The hits-to-sources projection deduplicates by filename while preserving rank order — five chunks from the same file count once when judging whether the document surfaced, regardless of how many of its chunks landed in the window.

Where it lives

Path Role
tests/eval/metrics.py Pure scoring functions (hit@k, MRR, nDCG@k, …).
tests/eval/runner.py End-to-end driver against the real RAGStore.
tests/eval/fixtures/docs/ Synthetic plain-text corpus (Markdown-formatted content, .txt extension).
tests/eval/fixtures/docs_gold.jsonl Gold set: 20 question / expected-source / expected-content triples.
tests/eval/baselines/docs_baseline.json The committed CI floor.
tests/eval/test_baselines.py The CI gate.
tests/eval/generate_baselines.py Regenerates the baseline JSON.

How to run

The harness runs as part of the standard test suite:

pytest tests/eval/

Two tests in particular:

  • test_docs_eval_runner_smoke — always on.
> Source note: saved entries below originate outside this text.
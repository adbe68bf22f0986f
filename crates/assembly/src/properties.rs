//! The boot-parameter table and `${boot.*}` placeholder resolution.

use std::collections::BTreeMap;

use serde_json::Value;

use modkit_core::AssemblyError;

const PLACEHOLDER_PREFIX: &str = "${boot.";
const PLACEHOLDER_SUFFIX: &str = "}";

/// Flat boot-parameter table: what remains of the process property table
/// once the active-flags property has been consumed.
#[derive(Debug, Default)]
pub struct BootProperties {
    params: BTreeMap<String, String>,
}

impl BootProperties {
    pub fn new(params: BTreeMap<String, String>) -> Self {
        Self { params }
    }

    pub fn get(&self, key: &str) -> Option<&str> {
        self.params.get(key).map(String::as_str)
    }

    /// Resolve a parameter value. A value that is exactly a
    /// `${boot.<key>}` placeholder is replaced by the table entry for
    /// `<key>`; any other value passes through unchanged — there is no
    /// partial substitution inside longer strings.
    pub fn eval(&self, value: &str) -> Result<String, AssemblyError> {
        if value.starts_with(PLACEHOLDER_PREFIX) && value.ends_with(PLACEHOLDER_SUFFIX) {
            let key = &value[PLACEHOLDER_PREFIX.len()..value.len() - PLACEHOLDER_SUFFIX.len()];
            return self
                .params
                .get(key)
                .cloned()
                .ok_or_else(|| AssemblyError::UnknownBootParam {
                    key: key.to_string(),
                });
        }
        Ok(value.to_string())
    }

    /// Stringify and resolve one raw parameter value. Scalars stringify the
    /// obvious way; composites have no string form and are structural
    /// errors.
    pub fn eval_raw(&self, name: &str, value: &Value) -> Result<String, AssemblyError> {
        match value {
            Value::String(s) => self.eval(s),
            Value::Bool(b) => Ok(b.to_string()),
            Value::Number(n) => Ok(n.to_string()),
            Value::Null | Value::Array(_) | Value::Object(_) => {
                Err(AssemblyError::UnsupportedParamValue {
                    name: name.to_string(),
                })
            }
        }
    }
}
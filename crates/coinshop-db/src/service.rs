//! # Wallet Service
//!
//! The entry point request handlers call. Wires the account directory and
//! both engines over one store, applies the operation deadline, and logs
//! every outcome.
//!
//! ## Operation Flow
//! ```text
//! ┌─────────────────────────────────────────────────────────────────────────┐
//! │  send_coins(from, "bob", 100)                                          │
//! │       │                                                                 │
//! │       ▼                                                                 │
//! │  ┌───────────────── deadline (OPERATION_TIMEOUT_MS) ──────────────────┐ │
//! │  │  AccountDirectory::resolve_id("bob")                              │ │
//! │  │       │                                                           │ │
//! │  │       ▼                                                           │ │
//! │  │  TransferEngine::transfer(from, bob, 100)                         │ │
//! │  └────────────────────────────────────────────────────────────────────┘ │
//! │       │                                                                 │
//! │       ├── Ok(entry)                                                    │
//! │       ├── Err(rejection)          logged at info                       │
//! │       ├── Err(Conflict/Internal)  logged at warn                       │
//! │       └── deadline elapsed ──► future dropped, transaction rolled back │
//! │                                 Err(DeadlineExceeded)                  │
//! └─────────────────────────────────────────────────────────────────────────┘
//! ```

use std::future::Future;
use std::sync::Arc;
use std::time::Duration;

use tracing::{info, warn};

use coinshop_core::validation::{validate_item_name, validate_username};
use coinshop_core::{
    Account, AccountId, AccountSummary, CoinHistory, Coins, ItemId, LedgerEntry, NewAccount,
    PurchaseRecord, WalletError, WalletResult,
};

use crate::config::WalletConfig;
use crate::directory::AccountDirectory;
use crate::engine::{PurchaseEngine, TransferEngine};
use crate::error::DbError;
use crate::store::AccountStore;

/// Balance-mutation core as seen by request handlers.
///
/// ## Example
/// ```rust,ignore
/// let db = Database::new(config.db_config()).await?;
/// let wallet = WalletService::new(Arc::new(db.store()), &config);
///
/// let alice = wallet.register("alice", &hash).await?;
/// wallet.send_coins(alice.id, "bob", Coins::new(100)).await?;
/// wallet.buy_item(alice.id, "cup").await?;
/// ```
#[derive(Clone)]
pub struct WalletService {
    store: Arc<dyn AccountStore>,
    directory: AccountDirectory,
    transfers: TransferEngine,
    purchases: PurchaseEngine,
    starting_balance: Coins,
    operation_timeout: Option<Duration>,
}

impl WalletService {
    pub fn new(store: Arc<dyn AccountStore>, config: &WalletConfig) -> Self {
        WalletService {
            directory: AccountDirectory::new(Arc::clone(&store)),
            transfers: TransferEngine::new(Arc::clone(&store)),
            purchases: PurchaseEngine::new(Arc::clone(&store)),
            store,
            starting_balance: config.starting_balance,
            operation_timeout: config.operation_timeout(),
        }
    }

    // =========================================================================
    // Mutations
    // =========================================================================

    /// Moves coins between two known accounts.
    pub async fn transfer(
        &self,
        from: AccountId,
        to: AccountId,
        amount: Coins,
    ) -> WalletResult<LedgerEntry> {
        self.bounded("transfer", self.transfers.transfer(from, to, amount))
            .await
    }

    /// Moves coins to the account owned by `to_username`.
    pub async fn send_coins(
        &self,
        from: AccountId,
        to_username: &str,
        amount: Coins,
    ) -> WalletResult<LedgerEntry> {
        self.bounded("send_coins", async {
            let to = self.directory.resolve_id(to_username).await?;
            self.transfers.transfer(from, to, amount).await
        })
        .await
    }

    /// Charges `price` for one unit of an already resolved item.
    pub async fn purchase(
        &self,
        account: AccountId,
        item: ItemId,
        price: Coins,
    ) -> WalletResult<PurchaseRecord> {
        self.bounded("purchase", self.purchases.purchase(account, item, price))
            .await
    }

    /// Buys one unit of the named catalog item at its catalog price.
    pub async fn buy_item(&self, account: AccountId, item_name: &str) -> WalletResult<PurchaseRecord> {
        self.bounded("buy_item", async {
            validate_item_name(item_name)?;
            let item = self
                .store
                .find_item(item_name)
                .await?
                .ok_or_else(|| WalletError::item_not_found(item_name))?;
            self.purchases.purchase(account, item.id, item.price).await
        })
        .await
    }

    /// Creates an account holding the configured starting balance.
    pub async fn register(&self, username: &str, credential_hash: &str) -> WalletResult<Account> {
        self.bounded("register", async {
            validate_username(username)?;

            let id = self
                .store
                .create_account(&NewAccount {
                    username: username.to_string(),
                    password_hash: credential_hash.to_string(),
                    starting_balance: self.starting_balance,
                })
                .await
                .map_err(|err| match err {
                    DbError::UniqueViolation { .. } => WalletError::AlreadyExists {
                        entity: "User",
                        key: username.to_string(),
                    },
                    other => other.into(),
                })?;

            info!(account = %id, username = %username, "Account registered");

            Ok(Account {
                id,
                username: username.to_string(),
                balance: self.starting_balance,
            })
        })
        .await
    }

    // =========================================================================
    // Reads
    // =========================================================================

    pub async fn resolve_account_id(&self, username: &str) -> WalletResult<AccountId> {
        self.directory.resolve_id(username).await
    }

    pub async fn get_account(&self, id: AccountId) -> WalletResult<Account> {
        self.directory.get_account(id).await
    }

    /// Looks up the account for a login. See [`AccountDirectory::authenticate`].
    pub async fn authenticate(&self, username: &str, credential_hash: &str) -> WalletResult<Account> {
        self.directory.authenticate(username, credential_hash).await
    }

    /// Logs in, or registers the username when no account matches.
    ///
    /// A known username with a different credential hash is not a new
    /// user: registration then fails with `AlreadyExists`.
    pub async fn authenticate_or_register(
        &self,
        username: &str,
        credential_hash: &str,
    ) -> WalletResult<Account> {
        match self.authenticate(username, credential_hash).await {
            Err(WalletError::NotFound { .. }) => self.register(username, credential_hash).await,
            other => other,
        }
    }

    /// Balance, inventory and transfer history of one account.
    pub async fn account_summary(&self, id: AccountId) -> WalletResult<AccountSummary> {
        let account = self.directory.get_account(id).await?;
        let inventory = self.store.inventory(id).await?;
        let lines = self.store.transfer_history(id).await?;

        Ok(AccountSummary {
            coins: account.balance,
            inventory,
            coin_history: CoinHistory::for_account(id, lines),
        })
    }

    // =========================================================================
    // Deadline
    // =========================================================================

    async fn bounded<T, F>(&self, operation: &'static str, fut: F) -> WalletResult<T>
    where
        F: Future<Output = WalletResult<T>>,
    {
        let result = match self.operation_timeout {
            None => fut.await,
            Some(limit) => match tokio::time::timeout(limit, fut).await {
                Ok(result) => result,
                // The operation future, and with it any open transaction,
                // has been dropped at this point.
                Err(_) => Err(WalletError::DeadlineExceeded {
                    millis: u64::try_from(limit.as_millis()).unwrap_or(u64::MAX),
                }),
            },
        };

        if let Err(err) = &result {
            if err.is_rejection() {
                info!(operation, error = %err, "Wallet operation rejected");
            } else {
                warn!(operation, error = %err, "Wallet operation failed");
            }
        }

        result
    }
}

// =============================================================================
// Unit Tests
// =============================================================================

#[cfg(test)]
mod tests {
    use super::*;
    use crate::store::{MemoryStore, StoreTransaction};

    fn service_with(store: &MemoryStore, timeout_ms: u64) -> WalletService {
        let config = WalletConfig {
            operation_timeout_ms: timeout_ms,
            ..WalletConfig::default()
        };
        WalletService::new(Arc::new(store.clone()), &config)
    }

    async fn with_catalog() -> (MemoryStore, WalletService) {
        let store = MemoryStore::new();
        store.insert_item("cup", Coins::new(20)).await.unwrap();
        store.insert_item("pink-hoody", Coins::new(500)).await.unwrap();
        let service = service_with(&store, 5000);
        (store, service)
    }

    #[tokio::test]
    async fn test_register_grants_starting_balance() {
        let (_, wallet) = with_catalog().await;

        let alice = wallet.register("alice", "hash").await.unwrap();
        assert_eq!(alice.balance, Coins::new(1000));
        assert_eq!(wallet.resolve_account_id("alice").await.unwrap(), alice.id);
        assert_eq!(wallet.get_account(alice.id).await.unwrap(), alice);
        assert_eq!(wallet.authenticate("alice", "hash").await.unwrap(), alice);

        let err = wallet.register("alice", "other").await.unwrap_err();
        assert!(matches!(err, WalletError::AlreadyExists { entity: "User", .. }));

        let err = wallet.register("has space", "hash").await.unwrap_err();
        assert!(matches!(err, WalletError::Validation(_)));
    }

    #[tokio::test]
    async fn test_authenticate_or_register() {
        let (_, wallet) = with_catalog().await;

        let created = wallet.authenticate_or_register("carol", "h").await.unwrap();
        assert_eq!(created.balance, Coins::new(1000));

        wallet.buy_item(created.id, "cup").await.unwrap();
        let again = wallet.authenticate_or_register("carol", "h").await.unwrap();
        assert_eq!(again.id, created.id);
        assert_eq!(again.balance, Coins::new(980));

        let err = wallet
            .authenticate_or_register("carol", "wrong")
            .await
            .unwrap_err();
        assert!(matches!(err, WalletError::AlreadyExists { entity: "User", .. }));
    }

    #[tokio::test]
    async fn test_send_coins_by_username() {
        let (store, wallet) = with_catalog().await;
        let alice = wallet.register("alice", "h").await.unwrap();
        let bob = wallet.register("bob", "h").await.unwrap();

        wallet
            .send_coins(alice.id, "bob", Coins::new(250))
            .await
            .unwrap();
        assert_eq!(store.balance(alice.id).await, Some(Coins::new(750)));
        assert_eq!(store.balance(bob.id).await, Some(Coins::new(1250)));

        let err = wallet
            .send_coins(alice.id, "alice", Coins::new(1))
            .await
            .unwrap_err();
        assert!(matches!(err, WalletError::SelfTransfer { .. }));

        let err = wallet
            .send_coins(alice.id, "nobody", Coins::new(1))
            .await
            .unwrap_err();
        assert!(matches!(err, WalletError::NotFound { entity: "User", .. }));
    }

    #[tokio::test]
    async fn test_buy_item_by_name() {
        let (store, wallet) = with_catalog().await;
        let alice = wallet.register("alice", "h").await.unwrap();

        wallet.buy_item(alice.id, "cup").await.unwrap();
        let record = wallet.buy_item(alice.id, "cup").await.unwrap();
        assert_eq!(record.quantity, 2);
        assert_eq!(store.balance(alice.id).await, Some(Coins::new(960)));

        let err = wallet.buy_item(alice.id, "yacht").await.unwrap_err();
        assert!(matches!(err, WalletError::NotFound { entity: "Item", .. }));

        wallet.buy_item(alice.id, "pink-hoody").await.unwrap();
        let err = wallet.buy_item(alice.id, "pink-hoody").await.unwrap_err();
        assert!(matches!(err, WalletError::InsufficientFunds { .. }));
        assert_eq!(store.balance(alice.id).await, Some(Coins::new(460)));
    }

    #[tokio::test]
    async fn test_account_summary() {
        let (_, wallet) = with_catalog().await;
        let alice = wallet.register("alice", "h").await.unwrap();
        let bob = wallet.register("bob", "h").await.unwrap();

        wallet.send_coins(alice.id, "bob", Coins::new(100)).await.unwrap();
        wallet.send_coins(bob.id, "alice", Coins::new(30)).await.unwrap();
        wallet.buy_item(alice.id, "cup").await.unwrap();

        let summary = wallet.account_summary(alice.id).await.unwrap();
        assert_eq!(summary.coins, Coins::new(910));
        assert_eq!(summary.inventory.len(), 1);
        assert_eq!(summary.inventory[0].name, "cup");
        assert_eq!(summary.inventory[0].quantity, 1);
        assert_eq!(summary.coin_history.sent.len(), 1);
        assert_eq!(summary.coin_history.sent[0].to_user, "bob");
        assert_eq!(summary.coin_history.received.len(), 1);
        assert_eq!(summary.coin_history.received[0].from_user, "bob");
        assert_eq!(summary.coin_history.received[0].amount, Coins::new(30));

        let err = wallet.account_summary(AccountId(999)).await.unwrap_err();
        assert!(matches!(err, WalletError::NotFound { .. }));
    }

    #[tokio::test]
    async fn test_deadline_rolls_back_blocked_transfer() {
        let store = MemoryStore::new();
        let wallet = service_with(&store, 50);
        let alice = wallet.register("alice", "h").await.unwrap();
        let bob = wallet.register("bob", "h").await.unwrap();

        // Another transaction holds alice's row lock.
        let mut holder = store.begin().await.unwrap();
        holder.lock_balance(alice.id).await.unwrap();

        let err = wallet
            .transfer(alice.id, bob.id, Coins::new(10))
            .await
            .unwrap_err();
        assert!(matches!(err, WalletError::DeadlineExceeded { millis: 50 }));
        assert!(!err.is_retryable());

        holder.rollback().await.unwrap();
        assert_eq!(store.balance(alice.id).await, Some(Coins::new(1000)));
        assert!(store.ledger().await.is_empty());

        // Nothing was left locked by the abandoned attempt.
        wallet
            .transfer(alice.id, bob.id, Coins::new(10))
            .await
            .unwrap();
        assert_eq!(store.balance(alice.id).await, Some(Coins::new(990)));
    }

    #[tokio::test]
    async fn test_zero_timeout_disables_deadline() {
        let store = MemoryStore::new();
        let wallet = service_with(&store, 0);
        let alice = wallet.register("alice", "h").await.unwrap();
        let bob = wallet.register("bob", "h").await.unwrap();

        wallet
            .transfer(alice.id, bob.id, Coins::new(1000))
            .await
            .unwrap();
        assert_eq!(store.balance(bob.id).await, Some(Coins::new(2000)));
    }
}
Asserts the runner executes end-to-end and surfaces a relevant document for at least half of the gold-set questions. Catches a broken runner before the baseline test ever sees it.
  • test_docs_eval_no_regression_vs_baseline — skipped if the baseline file is missing (useful during initial scaffolding); otherwise asserts no regression vs the committed baseline.

Total runtime is ~6 s on the CI matrix. The harness uses the bundled MiniLM embedder so there is no network call and no model download — it honours AMX_NO_NETWORK=1.

CI gates

The baseline test fails the build if any of the following regress beyond their tolerance:

Metric Rule Tolerance
hit@3 new ≥ baseline 0 pp (hard floor)
precision@5 new ≥ baseline − 0.02 2 pp
MRR new ≥ baseline − 0.03 3 pp
nDCG@5, keyword_recall tracked, not gated

The hard floor on hit@3 is the load-bearing assertion: it does not tolerate any regression. The other tolerances absorb small variance from reranker tweaks without letting a real degradation slip through.

Updating the baseline

When a PR changes retrieval behaviour intentionally — a new embedder, a new chunker, hybrid retrieval, a re-ranker — regenerate the baseline and commit the new JSON in the same PR so the metric delta is visible to reviewers:

python -m tests.eval.generate_baselines --print
git add tests/eval/baselines/docs_baseline.json
git commit -m "feat(retrieval): switch to hybrid FTS5+vector

eval delta:
  hit@3:        0.90 -> 0.95 (+0.05)
  MRR:          0.80 -> 0.86 (+0.06)
  precision@5:  0.27 -> 0.31 (+0.04)
"

The CI workflow does not auto-update the baseline. A baseline change is always an explicit author action with a reason in the commit message.

Adding to the gold set

The synthetic corpus is intentionally small so the harness runs in seconds. To strengthen coverage:

  1. Add a plain-text file to tests/eval/fixtures/docs/ (.txt extension keeps CI offline; use .md only if your environment has the markdown PyPI package).
  2. Add the relevant question rows to tests/eval/fixtures/docs_gold.jsonl — each row is one JSON object with id, question, expected_sources (list of filenames), and optional expected_answer_contains (list of tokens).
  3. Regenerate the baseline.
  4. Commit the corpus addition, the gold-set addition, and the new baseline together — the baseline-gate test detects gold-set size changes and fails if they're not accompanied by a rebaseline.

Per-corpus evaluation

The bundled corpus is synthetic on purpose — it must run offline in CI. To evaluate against a real corpus locally:

from pathlib import Path
from tests.eval.runner import run_docs_eval

report = run_docs_eval(
    persist_dir=Path("/tmp/eval-chroma"),
    fixture_dir=Path("./my-docs"),
    gold_path=Path("./my-gold.jsonl"),
)
print(report.to_baseline_dict())

The metric logic is re-usable; only the fixture_dir and gold_path arguments change. To compare embedding providers on the same corpus, swap the cfg.embedding_docs.kind setting in between runs — or cfg.embedding_code.kind when evaluating code retrieval — and report per-query deltas alongside the aggregate. The two sides are independent, so a docs-side change does not affect code retrieval and vice versa.